Cardinal confronts Venezuelan president over democracy in the country

Recent comments by Cardinal Rosalio Castillo Lara, president emeritus of the Administration of the Patrimony of the Apostolic See, regarding the lack of democracy in Venezuela have provoked a rash of insults from President Hugo Chavez. 

In an interview with the daily El Universal, Cardinal Castillo Lara noted, “There is no democracy or rule of law here. What we have is just the appearance of democracy” with “laws against the Constitution approved by a weak majority.”

He said the country was living under a dictatorship and that “since he came to power, Chavez began to try to divide the Church’s hierarchy, between the bishops and the priests, by giving favors to some, but only some, under the table, while denying them to others.  Only he has failed in his attempt, because all of the bishops, I repeat, all of them, are united in the same thinking.  In the way we express ourselves there may be diversity, but together we are all in agreement.”

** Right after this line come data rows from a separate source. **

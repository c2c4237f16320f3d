use std::sync::Arc;
use std::time::Duration;
use tokio::signal;
use tracing::info;

use game_core::Dictionary;
use game_persistence::{connection::connect_and_migrate, repositories::StatsRepository};
use game_server::{
    config::Config, create_routes, session_manager::SessionManager, stats_service::StatsService,
};

#[tokio::main]
async fn main() {
    // Initialize tracing
    tracing_subscriber::fmt::init();

    info!("Starting Hardword server...");

    let config = Config::new();

    // Load the word list
    let dictionary = match Dictionary::from_file(&config.words_file, config.word_length) {
        Ok(dictionary) => Arc::new(dictionary),
        Err(e) => {
            tracing::error!("Failed to load word list '{}': {}", config.words_file, e);
            tracing::error!("The server requires a word list to function.");
            tracing::error!(
                "Set WORDS_FILE to a newline-separated list of {}-letter words with no repeated letters.",
                config.word_length
            );
            std::process::exit(1);
        }
    };

    // Initialize database connection and run migrations
    let db = match connect_and_migrate().await {
        Ok(db) => db,
        Err(e) => {
            tracing::error!("Failed to connect to database and run migrations: {}", e);
            std::process::exit(1);
        }
    };
    let stats_service = Arc::new(StatsService::new(StatsRepository::new(db)));

    let session_manager = Arc::new(SessionManager::new(dictionary, config.max_guesses));

    let routes = create_routes(session_manager.clone(), stats_service.clone());

    // Start cleanup task
    let cleanup_session_manager = session_manager.clone();
    let session_ttl = Duration::from_secs(config.session_timeout_minutes * 60);
    let cleanup_interval = Duration::from_secs(config.cleanup_interval_seconds);
    tokio::spawn(async move {
        let mut interval = tokio::time::interval(cleanup_interval);
        loop {
            interval.tick().await;
            cleanup_session_manager.cleanup_expired_sessions(session_ttl);
        }
    });

    info!("Server starting on {}:{}", config.host, config.port);

    let addr = (
        config.host.parse::<std::net::IpAddr>().expect("Invalid HOST"),
        config.port,
    );

    let (addr, server) = warp::serve(routes).bind_with_graceful_shutdown(addr, async {
        // Wait for SIGINT (Ctrl+C) or SIGTERM
        #[cfg(unix)]
        {
            let mut sigint = signal::unix::signal(signal::unix::SignalKind::interrupt()).unwrap();
            let mut sigterm = signal::unix::signal(signal::unix::SignalKind::terminate()).unwrap();

            tokio::select! {
                _ = sigint.recv() => {
                    info!("Received SIGINT, shutting down gracefully...");
                }
                _ = sigterm.recv() => {
                    info!("Received SIGTERM, shutting down gracefully...");
                }
            }
        }

        #[cfg(not(unix))]
        {
            signal::ctrl_c().await.expect("Failed to listen for ctrl+c");
            info!("Received Ctrl+C, shutting down gracefully...");
        }
    });

    info!(
        "Server started successfully on {}. Press Ctrl+C to stop.",
        addr
    );
    server.await;
    info!("Server shutdown complete.");
}
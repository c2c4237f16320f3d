use anyhow::Result;
use tokio::sync::Mutex;
use uuid::Uuid;

use game_persistence::repositories::StatsRepository;
use game_types::{Outcome, Statistics};

/// Statistics mutations are read-modify-write cycles on a shared
/// record, so concurrent session terminations must not interleave.
/// This service funnels every mutation through a single lock.
pub struct StatsService {
    repository: StatsRepository,
    write_lock: Mutex<()>,
}

impl StatsService {
    pub fn new(repository: StatsRepository) -> Self {
        Self {
            repository,
            write_lock: Mutex::new(()),
        }
    }

    pub async fn get_stats(&self, player_id: Uuid) -> Result<Statistics> {
        self.repository.get_stats(player_id).await
    }

    pub async fn record_outcome(&self, player_id: Uuid, outcome: Outcome) -> Result<Statistics> {
        let _guard = self.write_lock.lock().await;
        self.repository.record_outcome(player_id, outcome).await
    }

    pub async fn reset_stats(&self, player_id: Uuid) -> Result<Statistics> {
        let _guard = self.write_lock.lock().await;
        self.repository.reset_stats(player_id).await
    }
}
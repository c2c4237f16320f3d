pub use sea_orm_migration::prelude::*;

mod m20240101_000001_create_player_stats_table;

pub struct Migrator;

#[async_trait::async_trait]
impl MigratorTrait for Migrator {
    fn migrations() -> Vec<Box<dyn MigrationTrait>> {
        vec![Box::new(
            m20240101_000001_create_player_stats_table::Migration,
        )]
    }
}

Chavez responded to the interview, calling the cardinal an “outlaw” and “immoral.”  The 82 year-old cardinal said the president’s comments “are not a response to anything concrete, he’s just venting.  They don’t bother me at all, because you have to look at the person who is saying such things.  And of course I would be offended if a respectable person were to say those things to me.  But in this case, I don’t pay any attention to him.”

Cardinal Castillo Lara warned the country is in a very delicate stage and that “it is progressively sliding towards an intolerable situation.  That Venezuela would become another Cuba would be a horrible disaster.”

The cardinal also responded to Chavez’s accusations that the late Archbishop of Caracas, Cardinal Ignacio Velasco, had called for his resignation during the coup attempt of April of 2002.

Cardinal Castillo Lara noted that “the resignation was requested by Military leaders.”  Chavez “came to hate Cardinal Ignacio Velasco after the cardinal saw him humiliated on the island of La Orchila.  The fact that the cardinal saw him humiliated, ask for forgiveness and apologize for what he tried to do made Chavez hate him and led him to insult the cardinal after he died, saying he was in hell.”

He recalled that it was Chavez who requested the help of Cardinal Velasco and that Chavez was in tears asking the cardinal to help him save his life.  “At no time did he ask for his resignation,” Cardinal Castillo Lara said.